24 Janvier 2010
Les fichiers nationaux automatisés des empreintes digitales et des empreintes génétiques, avec respectivement 3,4 millions et 1,3 million de traces, alimentés chacun quotidiennement d'un millier de fiches nouvelles, ne cessent de grossir, constituant une "aide à l'enquête efficace", selon policiers et gendarmes.
Celui des empreintes génétiques (FNAEG), créé le 17 juin 1998 pour recueillir l'ADN des "condamnés définitifs pour agressions sexuelles" a vu sa saisine étendue par la loi de sécurité intérieure (LSI) du 18 mars 2003.
Sont ainsi concernés les crimes et délits d'atteintes aux personnes (y compris traite des êtres humains et proxénétisme), ceux liés aux stupéfiants, ou relevant de l'association de malfaiteurs, ainsi qu'aux recels et blanchiments. S'y ajoutent les crimes et délits d'atteintes aux biens, aux "intérêts fondamentaux de la Nation" (terrorisme, fausse monnaie), ainsi que pour les affaires de détention d'armes ou de munitions de guerre.

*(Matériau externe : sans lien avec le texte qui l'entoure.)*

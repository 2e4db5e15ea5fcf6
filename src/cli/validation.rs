//! Value parsers wired into clap arguments.
//!
//! Each function turns a raw argument string into a typed value or a
//! message clap prints verbatim, so the wording is user-facing.

use std::fs;
use std::net::Ipv4Addr;
use std::path::PathBuf;

pub fn validate_port(value: &str) -> Result<u16, String> {
    match value.parse::<u16>() {
        Ok(0) => Err("Port 0 is not usable; pick one between 1 and 65535".to_string()),
        Ok(port) => Ok(port),
        Err(_) => Err(format!("'{value}' is not a port number between 1 and 65535")),
    }
}

pub fn validate_config_file_path(value: &str) -> Result<PathBuf, String> {
    let path = PathBuf::from(value);

    if !path.is_file() {
        return Err(if path.exists() {
            format!("Configuration path is not a file: '{value}'")
        } else {
            format!("Configuration file does not exist: '{value}'")
        });
    }

    // Opening the file is the only reliable readability check
    fs::File::open(&path)
        .map(|_| path)
        .map_err(|e| format!("Cannot read configuration file '{value}': {e}"))
}

pub fn validate_rollback_steps(value: &str) -> Result<u32, String> {
    let steps = value
        .parse::<u32>()
        .map_err(|_| format!("'{value}' is not a number of migration steps"))?;

    match steps {
        0 => Err("Rollback steps must be greater than 0".to_string()),
        1..=100 => Ok(steps),
        _ => Err("Rollback steps cannot exceed 100 for safety reasons".to_string()),
    }
}

/// Accepts loopback names, wildcard binds, well-formed IPv4 addresses and
/// plausible hostnames. Anything dotted-numeric must parse as IPv4.
pub fn validate_host_address(value: &str) -> Result<String, String> {
    let host = value.trim();

    if host.is_empty() {
        return Err("Host address must not be empty".to_string());
    }

    if host.contains(' ') {
        return Err(format!("'{host}' contains whitespace"));
    }

    if host.chars().all(|c| c.is_ascii_digit() || c == '.') {
        return match host.parse::<Ipv4Addr>() {
            Ok(_) => Ok(host.to_string()),
            Err(_) => Err(format!("'{host}' is not a valid IPv4 address")),
        };
    }

    if host.len() > 253 {
        return Err("Host addresses are limited to 253 characters".to_string());
    }

    Ok(host.to_string())
}
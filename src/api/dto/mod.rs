//! Wire types for request and response bodies. Everything the API
//! serializes lives here rather than on the database models.

mod error;
mod project;

pub use error::ErrorResponse;
pub use project::{
    CreateProjectRequest, PatchProjectRequest, ProjectResponse, UpdateProjectRequest,
};
use crate::error::{AppError, AppResult};
use axum::Json;
use axum::extract::{FromRequest, Request, rejection::JsonRejection};
use serde::de::DeserializeOwned;
use validator::Validate;

/// JSON extractor that runs `validator` rules after deserialization.
///
/// Deserialization failures become `AppError::BadRequest`, failed
/// validation rules become `AppError::ValidationErrors`.
#[derive(Debug, Clone, Copy, Default)]
pub struct ValidatedJson<T>(pub T);

impl<T, S> FromRequest<S> for ValidatedJson<T>
where
    T: DeserializeOwned + Validate,
    S: Send + Sync,
    Json<T>: FromRequest<S, Rejection = JsonRejection>,
{
    type Rejection = AppError;

    async fn from_request(req: Request, state: &S) -> AppResult<Self> {
        let Json(value) = Json::<T>::from_request(req, state).await?;
        value.validate()?;
        Ok(ValidatedJson(value))
    }
}
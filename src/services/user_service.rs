//! Account handling.
//!
//! There is no user-facing HTTP surface for accounts; users are created by
//! operational tooling and test fixtures. The service still owns the one
//! rule that matters: passwords are argon2-hashed before they reach the
//! repository.

use crate::error::{AppError, AppResult};
use crate::models::{NewUser, User};
use crate::repositories::UserRepository;
use crate::utils::hash_password;

#[derive(Clone)]
pub struct UserService {
    repo: UserRepository,
}

impl UserService {
    pub fn new(repo: UserRepository) -> Self {
        Self { repo }
    }

    /// Creates a user, hashing the supplied plain-text password first.
    pub async fn create_user(&self, user: NewUser) -> AppResult<User> {
        let user = NewUser {
            password: hash_password(&user.password)?,
            ..user
        };
        self.repo.create(user).await
    }

    /// Looks up a user by id, failing with `NotFound` when absent.
    pub async fn get_user(&self, id: i32) -> AppResult<User> {
        self.repo.find_by_id(id).await?.ok_or(AppError::NotFound {
            entity: "user".to_string(),
            field: "id".to_string(),
            value: id.to_string(),
        })
    }

    pub async fn get_user_by_username(&self, username: &str) -> AppResult<Option<User>> {
        self.repo.find_by_username(username).await
    }
}
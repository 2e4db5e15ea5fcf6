//! HTTP API layer.
//!
//! Request handlers, middleware, request/response DTOs, router assembly
//! and the OpenAPI document live here. Everything below `services` is
//! transport-agnostic; this module owns all axum-specific code.

pub mod dto;
pub mod handlers;
pub mod middleware;
pub mod routes;
mod doc;
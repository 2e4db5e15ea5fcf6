//! Error response DTOs.

use serde::Serialize;
use utoipa::ToSchema;

/// JSON body every error renders to, whatever layer produced it.
#[derive(Debug, Serialize, ToSchema)]
pub struct ErrorResponse {
    pub code: String,
    pub message: String,
    #[serde(skip_serializing_if = "Option::is_none")]
    #[schema(value_type = Option<Object>)]
    pub details: Option<serde_json::Value>,
    #[serde(skip_serializing_if = "Option::is_none")]
    pub request_id: Option<String>,
}

impl ErrorResponse {
    pub fn new(code: &str, message: &str) -> Self {
        Self {
            code: code.to_string(),
            message: message.to_string(),
            details: None,
            request_id: None,
        }
    }

    /// Creates a NOT_FOUND error response.
    pub fn not_found_error(entity: &str, field: &str, value: &str) -> Self {
        Self::new(
            "NOT_FOUND",
            &format!("{entity} with {field}='{value}' not found"),
        )
    }

    /// Creates a DUPLICATE_ENTRY error response.
    pub fn duplicate_error(entity: &str, field: &str, value: &str) -> Self {
        Self::new(
            "DUPLICATE_ENTRY",
            &format!("{entity}.{field} = '{value}' already exists"),
        )
    }

    /// Creates a VALIDATION_ERROR error response for a single field.
    pub fn validation_error(field: &str, reason: &str) -> Self {
        Self::new(
            "VALIDATION_ERROR",
            &format!("Validation failed for {field}: {reason}"),
        )
        .with_details(serde_json::json!({ "field": field }))
    }

    pub fn with_details(mut self, details: serde_json::Value) -> Self {
        self.details = Some(details);
        self
    }

    /// Stamps the body with the correlation ID assigned upstream.
    pub fn with_request_id(mut self, request_id: &str) -> Self {
        self.request_id = Some(request_id.to_string());
        self
    }
}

Les profils insérés sont de deux origines : prélèvements effectués sur les personnes mises en cause dans les affaires concernées (elles peuvent refuser, mais encourent une sanction), et traces génétiques relevées sur les scènes de ces crimes et délits.

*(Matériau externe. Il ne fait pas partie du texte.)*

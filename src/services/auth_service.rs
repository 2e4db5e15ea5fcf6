//! Authentication service for bearer-token validation and issuance.
//!
//! Tokens are opaque random strings stored in access_tokens; validating a
//! request is a database lookup plus an expiry check. Token issuance and
//! application registration live here too, used by operational tooling and
//! test fixtures rather than any HTTP endpoint.

use chrono::{Duration, Utc};

use crate::config::AuthConfig;
use crate::error::{AppError, AppResult};
use crate::models::{
    AccessToken, Application, ClientType, GrantType, NewAccessToken, NewApplication,
};
use crate::repositories::{AccessTokenRepository, ApplicationRepository};
use crate::utils::{generate_token, hash_password, verify_password};

/// The authenticated caller, resolved from a bearer token.
///
/// Inserted into request extensions by the auth middleware so handlers can
/// take it as an `Extension` parameter.
#[derive(Debug, Clone)]
pub struct AuthUser {
    pub user_id: i32,
    pub username: String,
    pub email: String,
    pub scopes: Vec<String>,
}

/// Authentication service for handling token-related business logic.
#[derive(Clone)]
pub struct AuthService {
    access_tokens: AccessTokenRepository,
    applications: ApplicationRepository,
    config: AuthConfig,
}

impl AuthService {
    /// Creates a new AuthService with the given repositories and config.
    pub fn new(
        access_tokens: AccessTokenRepository,
        applications: ApplicationRepository,
        config: AuthConfig,
    ) -> Self {
        Self {
            access_tokens,
            applications,
            config,
        }
    }

    /// Validates a bearer token and resolves the calling user.
    ///
    /// # Returns
    /// The authenticated user, or `Unauthorized` when the token is unknown
    /// or past its expiry
    pub async fn authenticate_token(&self, token: &str) -> AppResult<AuthUser> {
        let Some((access_token, user)) = self.access_tokens.find_with_user(token).await? else {
            return Err(AppError::Unauthorized {
                message: "Invalid access token".to_string(),
            });
        };

        if access_token.is_expired() {
            return Err(AppError::Unauthorized {
                message: "Access token has expired".to_string(),
            });
        }

        Ok(AuthUser {
            user_id: user.id,
            username: user.username,
            email: user.email,
            scopes: access_token.scopes().map(str::to_owned).collect(),
        })
    }

    /// Issues a new opaque access token for a user.
    ///
    /// Token length, lifetime and the default scope come from the `[auth]`
    /// config section.
    ///
    /// # Arguments
    /// * `user_id` - Owner of the token
    /// * `application_id` - Issuing application, if any
    /// * `scope` - Space-separated scope string; `None` uses the configured
    ///   default
    pub async fn issue_token(
        &self,
        user_id: i32,
        application_id: Option<i32>,
        scope: Option<&str>,
    ) -> AppResult<AccessToken> {
        let new_token = NewAccessToken {
            token: generate_token(self.config.token_length),
            user_id,
            application_id,
            expires: Utc::now().naive_utc() + Duration::hours(self.config.access_token_expiration),
            scope: scope.unwrap_or(&self.config.default_scope).to_string(),
        };

        self.access_tokens.create(new_token).await
    }

    /// Validates application credentials against the stored argon2 hash.
    ///
    /// Unknown client ids and wrong secrets produce the same error.
    pub async fn authenticate_client(
        &self,
        client_id: &str,
        client_secret: &str,
    ) -> AppResult<Application> {
        let Some(application) = self.applications.find_by_client_id(client_id).await? else {
            return Err(AppError::Unauthorized {
                message: "Invalid client credentials".to_string(),
            });
        };

        if !verify_password(client_secret, &application.client_secret)? {
            return Err(AppError::Unauthorized {
                message: "Invalid client credentials".to_string(),
            });
        }

        Ok(application)
    }

    /// Registers an OAuth application with generated credentials.
    ///
    /// The client secret is stored argon2-hashed; the plain value is
    /// returned once alongside the stored row and cannot be recovered later.
    pub async fn register_application(
        &self,
        name: &str,
        owner_id: Option<i32>,
        client_type: ClientType,
        grant_type: GrantType,
    ) -> AppResult<(Application, String)> {
        let client_secret = generate_token(128);

        let new_application = NewApplication {
            client_id: generate_token(40),
            client_secret: hash_password(&client_secret)?,
            name: name.to_string(),
            user_id: owner_id,
            client_type,
            authorization_grant_type: grant_type,
        };

        let application = self.applications.create(new_application).await?;
        Ok((application, client_secret))
    }
}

Il contient, au 1er janvier, 1.386.083 empreintes, traces encore anonymes ou d'individus identifiés, soit 39,30% de plus que l'année précédente, contre 3.224 seulement en 2002, selon la direction générale de la police nationale (DGPN).
Au 1er janvier, il avait effectué 65.373 rapprochements permettant la résolutions d'affaires diverses, selon la même source, contre 45.928 un an plus tôt, soit une augmentation de 42,34%.

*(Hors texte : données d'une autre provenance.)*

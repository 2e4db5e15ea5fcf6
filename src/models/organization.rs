use chrono::NaiveDateTime;
use diesel::prelude::*;
use serde::Deserialize;
use uuid::Uuid;

/// Organization row as stored.
#[derive(Debug, Queryable, Selectable, Clone)]
#[diesel(table_name = crate::schema::organizations)]
#[diesel(check_for_backend(diesel::pg::Pg))]
pub struct Organization {
    pub organization_id: Uuid,
    pub name: String,
    pub created_at: NaiveDateTime,
    pub updated_at: NaiveDateTime,
}

/// Insertable organization.
#[derive(Debug, Insertable, Deserialize, Clone)]
#[diesel(table_name = crate::schema::organizations)]
pub struct NewOrganization {
    pub name: String,
}

/// Membership row linking a user to an organization
#[derive(Debug, Queryable, Selectable, Insertable, Clone)]
#[diesel(table_name = crate::schema::organization_users)]
#[diesel(check_for_backend(diesel::pg::Pg))]
pub struct OrganizationUser {
    pub organization_id: Uuid,
    pub user_id: i32,
}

Par exemple, l'analyse des traces ADN recueillies sur un bas en nylon utilisé comme masque lors de cinq braquages de supermarchés de la région rouennaise a permis l'interpellation de leurs quatre auteurs.
Plus ancien (1982), le fichier des empreintes digitales (FNAED), comptait au 1er janvier 3.462.966 traces encore anonymes ou d'individus identifiés, soit 12,19% de plus qu'un an auparavant. Il a contribué, en 2009, à la résolution de 9.637 affaires.
Ainsi, l'auteur de la séquestration d'une personne âgée à Paris a été identifié par ses empreintes papillaires qu'il avait laissées sur place après avoir ligoté sa victime.